Źródło: Cancernetwork
Komentarze
[ z 2]
Byłoby świetnie, gdyby substancja rzeczywiście okazała się pomocna. Szczególnie, że mięsak Ewinga występujący najczęściej u dzieciaków i nastolatków jest straszną chorobą, szybko się rozwijającą, dosyć często przeoczaną przy pierwszym kontakcie. Może lek dałby szanse pacjentom z tym złośliwym nowotworem kości na uniknięcie amputacji lub przynajmniej na przeżycie.
Dokładnie tak! Mięsak Ewinga jest chorobą która wcale nie występuję zbyt często i przez to wielu lekarzy może nie być czujnym pod względem jej występowania, szczególnie w małych miejscowościach. Czasem może się to skończyć dla pacjenta tragicznie, szczególnie że jest to nowotwór kości postępujący w zawrotnym tempie. Szkolny kolega mojej przyjaciółki znalazł się właśnie w takiej sytuacji. Od wykrycia choroby do zgonu minęło zaledwie sześć tygodni. A w momencie postawienia rozpoznania chłopak miał niespełna osiemnaście lat. Zaczęło się od zupełnie nie specyficznych objawów. Podczas zajęć sportowych- grał w koszykówkę w amatorskiej, szkolnej drużynie, doznał kontuzji ramienia. Ponieważ mieszkał na wsi, gdzie nie było ośrodka klinicznego tylko niewielka przychodnia lekarzy pierwszego kontaktu, w pierwszej kolejności trafił właśnie tam. Było to w tydzień po doznanym urazie. Rodzice chłopaka zaniepokoili się, że po tygodniu od urazu lewe ramie chłopaka jest obrzęknięte i obrzęk ten nie zmniejsza się, a wręcz narasta. Skóra była różowa, ucieplona i napięta. Lekarz bez skierowania do ośrodka z możliwością wykonania zdjęcia obrazowego, zbagatelizował problem i zalecił unieruchomienie kończyny chustą. Po kolejnych dwóch tygodniach chłopak trafił w godzinach nocnych na pogotowie. Ramię było gorące, bardzo napuchnięte, a chłopak odczuwał bardzo silne boleści. Były one tak intensywne, że to własnie ból skłonił chłopaka do szukania pomocy specjalisty.
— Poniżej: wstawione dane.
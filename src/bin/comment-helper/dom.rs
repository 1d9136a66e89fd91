use async_trait::async_trait;
use headless_chrome::Tab;
use serde::Deserialize;
use serde_json::Value;
use std::sync::Arc;

use comment_helper::{DomError, ElementHandle, ElementKind, Page, SyntheticEvent};

/// Shared by every script we evaluate. Nodes found by a search are kept in a
/// map on `window` keyed by handle id, so nodes living in shadow roots stay
/// reachable between calls. `node` hands back a tracked node even after the
/// page removed it; `live` throws with `detached` set in that case. Both
/// throw `detached` for a handle that was released.
const PRELUDE: &str = r#"
const R = (window.__commentHelper = window.__commentHelper || { next: 1, els: new Map(), cancel: null });
const track = (el) => {
  if (!el) return null;
  for (const [id, known] of R.els) { if (known === el) return id; }
  const id = R.next++;
  R.els.set(id, el);
  return id;
};
const detached = (id, why) => {
  const e = new Error('handle #' + id + ' ' + why);
  e.detached = true;
  return e;
};
const node = (id) => {
  const el = R.els.get(id);
  if (!el) throw detached(id, 'was released');
  return el;
};
const live = (id) => {
  const el = node(id);
  if (!el.isConnected) throw detached(id, 'is not in the document');
  return el;
};
const deepQuery = (root, sel) => {
  const hit = root.querySelector(sel);
  if (hit) return hit;
  for (const node of root.querySelectorAll('*')) {
    if (node.shadowRoot) {
      const found = deepQuery(node.shadowRoot, sel);
      if (found) return found;
    }
  }
  return null;
};
"#;

/// Wraps `expr` so the page always answers with a JSON string: either
/// `{"ok": value}` or `{"err": message, "detached": bool}`.
fn wrap(expr: &str) -> String {
    format!(
        "(async () => {{ {PRELUDE} try {{ const v = await ({expr}); \
         return JSON.stringify({{ ok: v === undefined ? null : v }}); }} \
         catch (e) {{ return JSON.stringify({{ err: String((e && e.message) || e), \
         detached: !!(e && e.detached) }}); }} }})()"
    )
}

/// JavaScript string literal for `s`.
fn js(s: &str) -> String {
    Value::from(s).to_string()
}

fn deep_query_expr(selector: &str) -> String {
    format!("track(deepQuery(document, {}))", js(selector))
}

fn query_expr(selector: &str) -> String {
    format!("track(document.querySelector({}))", js(selector))
}

fn watch_expr(selector: &str) -> String {
    let sel = js(selector);
    format!(
        r#"new Promise((resolve) => {{
  if (R.cancel) R.cancel();
  const existing = document.querySelector({sel});
  if (existing) {{ resolve(existing); return; }}
  const observer = new MutationObserver((mutations) => {{
    for (const m of mutations) {{
      for (const node of m.addedNodes) {{
        if (node.nodeType !== Node.ELEMENT_NODE) continue;
        const hit = node.matches({sel}) ? node : node.querySelector({sel});
        if (hit) {{ observer.disconnect(); R.cancel = null; resolve(hit); return; }}
      }}
    }}
  }});
  R.cancel = () => {{ observer.disconnect(); R.cancel = null; resolve(null); }};
  observer.observe(document.body, {{ childList: true, subtree: true }});
}}).then(track)"#
    )
}

/// `tail` applied to the tracked node, attached or not.
fn node_expr(el: ElementHandle, tail: &str) -> String {
    format!("node({}){tail}", el.0)
}

/// `tail` applied to the node, which must still be in the document.
fn live_expr(el: ElementHandle, tail: &str) -> String {
    format!("live({}){tail}", el.0)
}

fn event_expr(event: &SyntheticEvent) -> String {
    match event {
        SyntheticEvent::MouseDown | SyntheticEvent::MouseUp | SyntheticEvent::Click => {
            format!("new MouseEvent('{}', {{ bubbles: true }})", event.name())
        }
        SyntheticEvent::Focus => "new FocusEvent('focus', { bubbles: true })".to_string(),
        SyntheticEvent::Input {
            data: Some(data),
            input_type,
        } => {
            let mut init = format!("bubbles: true, data: {}", js(data));
            if let Some(input_type) = input_type {
                init.push_str(&format!(", inputType: {}", js(input_type)));
            }
            format!("new InputEvent('input', {{ {init} }})")
        }
        SyntheticEvent::Input { data: None, .. } => {
            "new Event('input', { bubbles: true })".to_string()
        }
        SyntheticEvent::Change => "new Event('change', { bubbles: true })".to_string(),
    }
}

#[derive(Deserialize)]
struct Reply {
    #[serde(default)]
    ok: Value,
    #[serde(default)]
    err: Option<String>,
    #[serde(default)]
    detached: bool,
}

fn parse_reply(raw: &str) -> Result<Value, DomError> {
    let reply: Reply = serde_json::from_str(raw)
        .map_err(|e| DomError::Protocol(format!("unreadable script reply: {e}")))?;
    match reply.err {
        Some(message) if reply.detached => Err(DomError::Detached(message)),
        Some(message) => Err(DomError::Script(message)),
        None => Ok(reply.ok),
    }
}

#[derive(Deserialize)]
struct KindReply {
    tag: String,
    editable: String,
}

/// A live Chrome tab driven through `Runtime.evaluate`.
pub struct ChromePage {
    tab: Arc<Tab>,
}

impl ChromePage {
    pub fn new(tab: Arc<Tab>) -> Self {
        Self { tab }
    }

    async fn eval(&self, expr: String) -> Result<Value, DomError> {
        let tab = self.tab.clone();
        let script = wrap(&expr);
        // headless_chrome blocks the calling thread until the page answers
        let object = tokio::task::spawn_blocking(move || tab.evaluate(&script, true))
            .await
            .map_err(|e| DomError::Protocol(format!("evaluation task failed: {e}")))?
            .map_err(|e| DomError::Protocol(format!("{e:#}")))?;
        let raw = object
            .value
            .and_then(|v| v.as_str().map(String::from))
            .ok_or_else(|| DomError::Protocol("script returned no value".to_string()))?;
        parse_reply(&raw)
    }

    async fn eval_unit(&self, expr: String) -> Result<(), DomError> {
        self.eval(expr).await.map(|_| ())
    }

    async fn eval_handle(&self, expr: String) -> Result<Option<ElementHandle>, DomError> {
        Ok(self.eval(expr).await?.as_u64().map(ElementHandle))
    }
}

#[async_trait]
impl Page for ChromePage {
    async fn deep_query(&self, selector: &str) -> Result<Option<ElementHandle>, DomError> {
        self.eval_handle(deep_query_expr(selector)).await
    }

    async fn query(&self, selector: &str) -> Result<Option<ElementHandle>, DomError> {
        self.eval_handle(query_expr(selector)).await
    }

    async fn watch_insertion(&self, selector: &str) -> Result<Option<ElementHandle>, DomError> {
        self.eval_handle(watch_expr(selector)).await
    }

    async fn stop_watching(&self) -> Result<(), DomError> {
        self.eval_unit("(R.cancel && R.cancel(), null)".to_string()).await
    }

    async fn attribute(&self, el: ElementHandle, name: &str) -> Result<Option<String>, DomError> {
        let value = self
            .eval(node_expr(el, &format!(".getAttribute({})", js(name))))
            .await?;
        Ok(value.as_str().map(String::from))
    }

    async fn focus(&self, el: ElementHandle) -> Result<(), DomError> {
        self.eval_unit(format!("({}, null)", live_expr(el, ".focus()"))).await
    }

    async fn click(&self, el: ElementHandle) -> Result<(), DomError> {
        self.eval_unit(format!("({}, null)", node_expr(el, ".click()"))).await
    }

    async fn dispatch(&self, el: ElementHandle, event: &SyntheticEvent) -> Result<(), DomError> {
        let tail = format!(".dispatchEvent({})", event_expr(event));
        self.eval_unit(format!("({}, null)", node_expr(el, &tail))).await
    }

    async fn offset_height(&self, el: ElementHandle) -> Result<f64, DomError> {
        let value = self.eval(node_expr(el, ".offsetHeight")).await?;
        Ok(value.as_f64().unwrap_or(0.0))
    }

    async fn kind(&self, el: ElementHandle) -> Result<ElementKind, DomError> {
        let value = self
            .eval(format!(
                "(() => {{ const el = {}; \
                 return {{ tag: el.tagName, editable: String(el.contentEditable) }}; }})()",
                node_expr(el, "")
            ))
            .await?;
        let reply: KindReply = serde_json::from_value(value)
            .map_err(|e| DomError::Protocol(format!("unreadable element kind: {e}")))?;
        Ok(ElementKind::classify(&reply.tag, &reply.editable))
    }

    async fn set_value(&self, el: ElementHandle, text: &str) -> Result<(), DomError> {
        let tail = format!(".value = {}", js(text));
        self.eval_unit(format!("({}, null)", live_expr(el, &tail))).await
    }

    async fn set_inner_text(&self, el: ElementHandle, text: &str) -> Result<(), DomError> {
        let tail = format!(".innerText = {}", js(text));
        self.eval_unit(format!("({}, null)", live_expr(el, &tail))).await
    }

    async fn set_text_content(&self, el: ElementHandle, text: &str) -> Result<(), DomError> {
        let tail = format!(".textContent = {}", js(text));
        self.eval_unit(format!("({}, null)", live_expr(el, &tail))).await
    }

    async fn collapse_selection_to_end(&self, el: ElementHandle) -> Result<(), DomError> {
        self.eval_unit(format!(
            "(() => {{ const el = {}; const range = document.createRange(); \
             range.selectNodeContents(el); range.collapse(false); \
             const sel = window.getSelection(); sel.removeAllRanges(); sel.addRange(range); \
             return null; }})()",
            live_expr(el, "")
        ))
        .await
    }

    async fn outer_html(&self, el: ElementHandle) -> Result<String, DomError> {
        let value = self.eval(node_expr(el, ".outerHTML")).await?;
        Ok(value.as_str().map(String::from).unwrap_or_default())
    }

    async fn release(&self) -> Result<(), DomError> {
        self.eval_unit("(R.cancel && R.cancel(), R.els.clear(), null)".to_string())
            .await
    }
}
Po wykonaniu zdjęcia rtg uwidocznił się trójkąt codmana i okazało się jasne, że zmiany na ramieniu chłopaka nie są zmianami pourazowymi, a nowotworowymi. Rozpoczęto dokładną diagnostykę w tym badanie rezonasem magnetycznym w którym uwidoczniono liczne przerzuty do innych kości, głównie miednicy i kręgosłupa oraz do płuc. Postęp choroby był tak szybki, że sześć tygodni później młody chłopak zmarł. Chciałam przytoczyć ten przypadek jako przestrogę dla (szczególnie tak jak ja młodych) lekarzy. Często własnie u młodych osób w wywiadzie wszelkie zmiany kostne czy mięśniowe poprzedzone są urazem, natomiast w praktyce okazują się one czasem czymś zupełnie innym, a wystąpienie urazu może nas tylko zmylić. Zawsze zachowujmy czujność!